▶ WHAT THE EXERCISE ASKS:
Two lines in the data below mark the range: the one with "an empty history" and the one with "let mut history = Self::new();". Return both, along with every line between them, exactly.

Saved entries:

=-=-=-=-=

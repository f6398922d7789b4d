//! Turns and the append-only conversation history

use std::fmt;
use std::str::FromStr;

use serde::{Deserialize, Serialize};
use tracing::debug;

use super::HistoryError;

/// Who authored a turn
#[derive(Debug, Clone, Copy, PartialEq, Eq, Serialize, Deserialize)]
#[serde(rename_all = "lowercase")]
pub enum Role {
    System,
    User,
    Assistant,
}

impl FromStr for Role {
    type Err = HistoryError;

    fn from_str(s: &str) -> Result<Self, Self::Err> {
        debug!(%s, "Role::from_str: called");
        match s {
            "system" => Ok(Self::System),
            "user" => Ok(Self::User),
            "assistant" => Ok(Self::Assistant),
            other => {
                debug!(%other, "Role::from_str: unknown role");
                Err(HistoryError::InvalidTurn(format!("unknown role '{}'", other)))
            }
        }
    }
}

impl fmt::Display for Role {
    fn fmt(&self, f: &mut fmt::Formatter<'_>) -> fmt::Result {
        match self {
            Self::System => write!(f, "system"),
            Self::User => write!(f, "user"),
            Self::Assistant => write!(f, "assistant"),
        }
    }
}

/// One role-tagged message in the transcript
///
/// Fields are private so a turn can only be built through [`Turn::new`],
/// which rejects empty content.
#[derive(Debug, Clone, PartialEq, Eq, Serialize, Deserialize)]
pub struct Turn {
    role: Role,
    content: String,
}

impl Turn {
    /// Create a turn, rejecting empty or whitespace-only content
    pub fn new(role: Role, content: impl Into<String>) -> Result<Self, HistoryError> {
        let content = content.into();
        debug!(%role, content_len = content.len(), "Turn::new: called");
        if content.trim().is_empty() {
            debug!("Turn::new: empty content");
            return Err(HistoryError::InvalidTurn(format!("{} turn has empty content", role)));
        }
        Ok(Self { role, content })
    }

    /// Create a turn from a role name such as `"user"`
    pub fn parse(role: &str, content: impl Into<String>) -> Result<Self, HistoryError> {
        Self::new(role.parse()?, content)
    }

    pub fn system(content: impl Into<String>) -> Result<Self, HistoryError> {
        Self::new(Role::System, content)
    }

    pub fn user(content: impl Into<String>) -> Result<Self, HistoryError> {
        Self::new(Role::User, content)
    }

    pub fn assistant(content: impl Into<String>) -> Result<Self, HistoryError> {
        Self::new(Role::Assistant, content)
    }

    pub fn role(&self) -> Role {
        self.role
    }

    pub fn content(&self) -> &str {
        &self.content
    }
}

/// Ordered, append-only log of turns
///
/// There is deliberately no way to remove or reorder turns.
#[derive(Debug, Clone, Default)]
pub struct ConversationHistory {
    turns: Vec<Turn>,
}

impl ConversationHistory {
    /// Create an empty history
    pub fn new() -> Self {
        debug!("ConversationHistory::new: called");
        Self::default()
    }

    /// Create a history seeded with its system instruction
    pub fn with_system_prompt(prompt: impl Into<String>) -> Result<Self, HistoryError> {
        let mut history = Self::new();
        history.append(Turn::system(prompt)?)?;
        Ok(history)
    }

    /// Append a turn at the end of the transcript
    ///
    /// A system turn is only accepted as the very first turn. Validation
    /// happens before mutation, so a rejected turn leaves the history intact.
    pub fn append(&mut self, turn: Turn) -> Result<(), HistoryError> {
        debug!(role = %turn.role(), len = self.turns.len(), "ConversationHistory::append: called");
        if turn.role() == Role::System && !self.turns.is_empty() {
            debug!("ConversationHistory::append: system turn after start");
            return Err(HistoryError::InvalidTurn(
                "system turn must be the first and only system turn".to_string(),
            ));
        }
        self.turns.push(turn);
        Ok(())
    }

    /// Read-only view of every turn in order
    pub fn to_list(&self) -> &[Turn] {
        &self.turns
    }

    pub fn len(&self) -> usize {
        self.turns.len()
    }

    pub fn is_empty(&self) -> bool {
        self.turns.is_empty()
    }

    pub fn last(&self) -> Option<&Turn> {
        self.turns.last()
    }

    /// Content of the system turn, if the history was seeded with one
    pub fn system_prompt(&self) -> Option<&str> {
        self.turns
            .first()
            .filter(|t| t.role() == Role::System)
            .map(|t| t.content())
    }
}

#[cfg(test)]
mod tests {
    use super::*;

    #[test]
    fn test_append_preserves_order() {
        let mut history = ConversationHistory::with_system_prompt("You are WanderWise").unwrap();
        history.append(Turn::user("Japan").unwrap()).unwrap();
        history.append(Turn::assistant("Tourist or off the beaten path?").unwrap()).unwrap();
        history.append(Turn::user("Off the beaten path").unwrap()).unwrap();

        let roles: Vec<Role> = history.to_list().iter().map(|t| t.role()).collect();
        assert_eq!(roles, vec![Role::System, Role::User, Role::Assistant, Role::User]);
        assert_eq!(history.last().unwrap().content(), "Off the beaten path");
        assert_eq!(history.len(), 4);
    }

    #[test]
    fn test_empty_content_rejected() {
        assert!(matches!(Turn::user(""), Err(HistoryError::InvalidTurn(_))));
        assert!(matches!(Turn::assistant("   \n"), Err(HistoryError::InvalidTurn(_))));
    }

    #[test]
    fn test_unknown_role_rejected() {
        let result = Turn::parse("narrator", "Once upon a time");
        assert!(matches!(result, Err(HistoryError::InvalidTurn(_))));

        let turn = Turn::parse("assistant", "Hello").unwrap();
        assert_eq!(turn.role(), Role::Assistant);
    }

    #[test]
    fn test_second_system_turn_rejected_without_mutation() {
        let mut history = ConversationHistory::with_system_prompt("first").unwrap();
        history.append(Turn::user("hi").unwrap()).unwrap();

        let result = history.append(Turn::system("second").unwrap());
        assert!(matches!(result, Err(HistoryError::InvalidTurn(_))));
        assert_eq!(history.len(), 2);
        assert_eq!(history.system_prompt(), Some("first"));
    }

    #[test]
    fn test_system_prompt_absent() {
        let mut history = ConversationHistory::new();
        assert!(history.is_empty());
        history.append(Turn::user("hi").unwrap()).unwrap();
        assert_eq!(history.system_prompt(), None);
    }

    #[test]
    fn test_role_roundtrip_names() {
        for role in [Role::System, Role::User, Role::Assistant] {
            assert_eq!(role.to_string().parse::<Role>().unwrap(), role);
        }
    }
}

=-=-=-=-=

▶ OUTPUT FOR THIS TASK:
    /// Create an empty history
    pub fn new() -> Self {
        debug!("ConversationHistory::new: called");
        Self::default()
    }

    /// Create a history seeded with its system instruction
    pub fn with_system_prompt(prompt: impl Into<String>) -> Result<Self, HistoryError> {
        let mut history = Self::new();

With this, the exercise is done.